### Aim of the task
Collect every line of the records below that contains the word "spread".

- - -

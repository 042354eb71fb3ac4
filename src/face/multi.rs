use std::sync::Arc;

use super::{empty_faces_error_if, Face, FaceMetrics, FontSource, Glyph};
use crate::direction::Direction;
use crate::error::FaceError;

/// An ordered fallback list of faces sharing one direction. Per-rune
/// lookup picks the first face reporting the glyph; `faces[0]` is the
/// primary face for anything direction/size/metrics agnostic.
pub struct MultiFace {
    faces: Vec<Arc<dyn Face>>,
}

impl MultiFace {
    pub fn new(faces: Vec<Arc<dyn Face>>) -> Result<Self, FaceError> {
        empty_faces_error_if(faces.is_empty())?;
        let direction = faces[0].direction();
        if faces.iter().any(|f| f.direction() != direction) {
            return Err(FaceError::MismatchedDirection);
        }
        Ok(Self { faces })
    }

    /// The face that would answer `has_glyph(c)` for this code point,
    /// falling back to `faces[0]` if none claim it.
    pub fn face_for_rune(&self, c: char) -> &Arc<dyn Face> {
        self.faces
            .iter()
            .find(|f| f.has_glyph(c))
            .unwrap_or(&self.faces[0])
    }
}

impl Face for MultiFace {
    fn metrics(&self) -> FaceMetrics {
        self.faces[0].metrics()
    }

    fn advance(&self, text: &str) -> f64 {
        text.chars()
            .map(|c| {
                let face = self.face_for_rune(c);
                face.advance(&c.to_string())
            })
            .sum()
    }

    fn has_glyph(&self, c: char) -> bool {
        self.faces.iter().any(|f| f.has_glyph(c))
    }

    fn glyphs(&self, text: &str) -> Vec<Glyph> {
        let mut out = Vec::with_capacity(text.len());
        for (cluster, c) in text.char_indices() {
            let face = self.face_for_rune(c);
            let mut buf = [0u8; 4];
            let sub = c.encode_utf8(&mut buf);
            if let Some(mut g) = face.glyphs(sub).into_iter().next() {
                // Rewrite the sub-face's local cluster (always 0, since
                // it only ever saw a single-char string) into this
                // composite text's byte frame.
                g.cluster = cluster;
                out.push(g);
            }
        }
        out
    }

    fn direction(&self) -> Direction {
        self.faces[0].direction()
    }

    fn source(&self) -> Option<Arc<dyn FontSource>> {
        None
    }

    fn size(&self) -> f64 {
        self.faces[0].size()
    }
}
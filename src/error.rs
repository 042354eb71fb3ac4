//! Error types for the glyph pipeline
//!
//! Mirrors the teacher's approach of one `thiserror` enum per subsystem
//! rather than a single unified crate error: construction-time failures
//! (`ConfigError`, `FaceError`) never need to be confused with the
//! runtime failures of a long-lived manager (`AtlasError`).

use thiserror::Error;

/// `AtlasConfig::validate` failures.
#[derive(Debug, Error, Clone, PartialEq, Eq)]
pub enum ConfigError {
    #[error("invalid atlas config field `{field}`: {reason}")]
    ConfigInvalid { field: &'static str, reason: String },
}

/// `MultiFace` construction failures.
#[derive(Debug, Error, Clone, PartialEq, Eq)]
pub enum FaceError {
    #[error("MultiFace requires at least one component face")]
    EmptyFaces,

    #[error("MultiFace component faces must share one direction")]
    MismatchedDirection,
}

/// Runtime failures of the MSDF atlas manager.
#[derive(Debug, Error)]
pub enum AtlasError {
    #[error(transparent)]
    Config(#[from] ConfigError),

    #[error("get_batch keys and outlines length mismatch: {keys} keys, {outlines} outlines")]
    LengthMismatch { keys: usize, outlines: usize },

    #[error("grid allocator refused allocation in a non-full atlas (index {atlas_index})")]
    AllocationFailed { atlas_index: usize },

    #[error("all {max_atlases} atlas(es) are full")]
    AtlasFull { max_atlases: usize },

    #[error("MSDF generation failed: {0}")]
    GenerationError(String),

    #[error("operation requires a parsed font, none was supplied")]
    UnsupportedFontType,
}
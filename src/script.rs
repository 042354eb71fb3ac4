//! Script classification.
//!
//! `Script` is a closed enum rather than a pass-through of
//! `unicode_script::Script` (which has dozens of variants we will never
//! special-case). `detect_script` still does its real work as a table
//! lookup — it delegates to `unicode_script`'s per-codepoint Script
//! property table and then folds the result down to our closed set,
//! the same "wrap the crate's answer in our own enum" move the teacher
//! uses for `SerializableScript` in `bidi/types.rs`.

use unicode_script::Script as UScript;

/// Closed set of scripts this pipeline reasons about directly.
///
/// Anything not in this list (Deseret, Ogham, Runic, ...) folds to
/// [`Script::Unknown`]; supplementary-plane code points whose Unicode
/// Script property is `Common` (most emoji) also fold to `Unknown` —
/// spec behavior, not strict UAX #24.
#[derive(Debug, Clone, Copy, PartialEq, Eq, Hash, PartialOrd, Ord, serde::Serialize, serde::Deserialize)]
pub enum Script {
    Common,
    Inherited,
    Latin,
    Cyrillic,
    Greek,
    Arabic,
    Hebrew,
    Han,
    Hiragana,
    Katakana,
    Hangul,
    Devanagari,
    Thai,
    Bengali,
    Gurmukhi,
    Gujarati,
    Oriya,
    Tamil,
    Telugu,
    Kannada,
    Malayalam,
    Sinhala,
    Lao,
    Tibetan,
    Myanmar,
    Georgian,
    Armenian,
    Ethiopic,
    Khmer,
    Unknown,
}

impl Script {
    /// Scripts whose native reading direction is right-to-left.
    pub const fn is_rtl(self) -> bool {
        matches!(self, Script::Arabic | Script::Hebrew)
    }

    /// Scripts that need a complex shaping backend (reordering,
    /// reshaping, conjunct formation) rather than the builtin
    /// one-glyph-per-codepoint shaper.
    pub const fn requires_complex_shaping(self) -> bool {
        matches!(
            self,
            Script::Arabic
                | Script::Hebrew
                | Script::Devanagari
                | Script::Bengali
                | Script::Gurmukhi
                | Script::Gujarati
                | Script::Oriya
                | Script::Tamil
                | Script::Telugu
                | Script::Kannada
                | Script::Malayalam
                | Script::Sinhala
                | Script::Thai
                | Script::Lao
                | Script::Tibetan
                | Script::Myanmar
                | Script::Khmer
        )
    }

    /// `true` for [`Script::Common`] and [`Script::Inherited`] — the
    /// two "no opinion" scripts that [`crate::segment`]'s resolution
    /// pass replaces with a concrete neighbor.
    pub const fn is_context_dependent(self) -> bool {
        matches!(self, Script::Common | Script::Inherited)
    }
}

impl From<UScript> for Script {
    fn from(script: UScript) -> Self {
        match script {
            UScript::Common => Script::Common,
            UScript::Inherited => Script::Inherited,
            UScript::Latin => Script::Latin,
            UScript::Cyrillic => Script::Cyrillic,
            UScript::Greek => Script::Greek,
            UScript::Arabic => Script::Arabic,
            UScript::Hebrew => Script::Hebrew,
            UScript::Han => Script::Han,
            UScript::Hiragana => Script::Hiragana,
            UScript::Katakana => Script::Katakana,
            UScript::Hangul => Script::Hangul,
            UScript::Devanagari => Script::Devanagari,
            UScript::Thai => Script::Thai,
            UScript::Bengali => Script::Bengali,
            UScript::Gurmukhi => Script::Gurmukhi,
            UScript::Gujarati => Script::Gujarati,
            UScript::Oriya => Script::Oriya,
            UScript::Tamil => Script::Tamil,
            UScript::Telugu => Script::Telugu,
            UScript::Kannada => Script::Kannada,
            UScript::Malayalam => Script::Malayalam,
            UScript::Sinhala => Script::Sinhala,
            UScript::Lao => Script::Lao,
            UScript::Tibetan => Script::Tibetan,
            UScript::Myanmar => Script::Myanmar,
            UScript::Georgian => Script::Georgian,
            UScript::Armenian => Script::Armenian,
            UScript::Ethiopic => Script::Ethiopic,
            UScript::Khmer => Script::Khmer,
            _ => Script::Unknown,
        }
    }
}

/// Classify a single code point.
///
/// ASCII letters resolve to [`Script::Latin`]; digits, punctuation,
/// symbols, and fullwidth/CJK punctuation forms resolve to
/// [`Script::Common`]; combining marks resolve to [`Script::Inherited`].
/// Supplementary-plane code points that `unicode_script` itself scores
/// as `Common` (the overwhelming majority of emoji) are reported as
/// [`Script::Unknown`] instead, per this pipeline's simplified model.
pub fn detect_script(c: char) -> Script {
    let mapped = Script::from(UScript::from(c));
    if mapped == Script::Common && (c as u32) >= 0x1_0000 {
        Script::Unknown
    } else {
        mapped
    }
}
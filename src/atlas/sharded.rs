//! A sharded [`AtlasManager`] set, to spread lock contention across
//! independent atlas groups the way [`crate::outline::GlyphCache`]
//! shards its LRU storage.

use std::sync::Arc;

use super::{AtlasConfig, AtlasManager, AtlasManagerStats, GlyphKey, MsdfGenerator, Region};
use crate::error::AtlasError;
use crate::outline::GlyphOutline;

/// Routes glyphs to one of a power-of-two number of independent
/// [`AtlasManager`]s by font id, so concurrent shaping of different
/// fonts doesn't contend on one atlas set's lock.
pub struct ConcurrentAtlasManager {
    shards: Vec<AtlasManager>,
    mask: usize,
}

impl ConcurrentAtlasManager {
    pub fn new(config: AtlasConfig, generator: Arc<dyn MsdfGenerator>, shard_count: usize) -> Result<Self, AtlasError> {
        let shard_count = shard_count.max(1).next_power_of_two();
        let shards = (0..shard_count).map(|_| AtlasManager::new(config, generator.clone())).collect::<Result<Vec<_>, _>>()?;
        Ok(Self {
            shards,
            mask: shard_count - 1,
        })
    }

    fn shard_for(&self, key: &GlyphKey) -> &AtlasManager {
        &self.shards[shard_index(key.font_id, self.mask)]
    }

    pub fn get(&self, key: GlyphKey, outline: &GlyphOutline) -> Result<Region, AtlasError> {
        self.shard_for(&key).get(key, outline)
    }

    pub fn get_batch(&self, keys: &[GlyphKey], outlines: &[GlyphOutline]) -> Result<Vec<Region>, AtlasError> {
        if keys.len() != outlines.len() {
            return Err(AtlasError::LengthMismatch {
                keys: keys.len(),
                outlines: outlines.len(),
            });
        }
        keys.iter().zip(outlines.iter()).map(|(k, o)| self.get(*k, o)).collect()
    }

    pub fn remove(&self, key: GlyphKey) -> bool {
        self.shard_for(&key).remove(key)
    }

    pub fn clear(&self) {
        for shard in &self.shards {
            shard.clear();
        }
    }

    pub fn compact(&self) -> usize {
        self.shards.iter().map(|s| s.compact()).sum()
    }

    pub fn stats(&self) -> AtlasManagerStats {
        self.shards.iter().map(|s| s.stats()).fold(AtlasManagerStats::default(), |acc, s| AtlasManagerStats {
            hits: acc.hits + s.hits,
            misses: acc.misses + s.misses,
            atlases: acc.atlases + s.atlases,
            glyphs_resident: acc.glyphs_resident + s.glyphs_resident,
        })
    }
}

/// Power-of-two hash spread: xor-shift/multiply-xor-shift (Murmur3
/// finalizer-style) so font ids that differ only in low bits still
/// land on different shards.
fn shard_index(font_id: u64, mask: usize) -> usize {
    let mut h = font_id;
    h ^= h >> 33;
    h = h.wrapping_mul(0xff51_afd7_ed55_8ccd);
    h ^= h >> 33;
    (h as usize) & mask
}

- - -

### Answer space
//! A sharded [`AtlasManager`] set, to spread lock contention across
/// Power-of-two hash spread: xor-shift/multiply-xor-shift (Murmur3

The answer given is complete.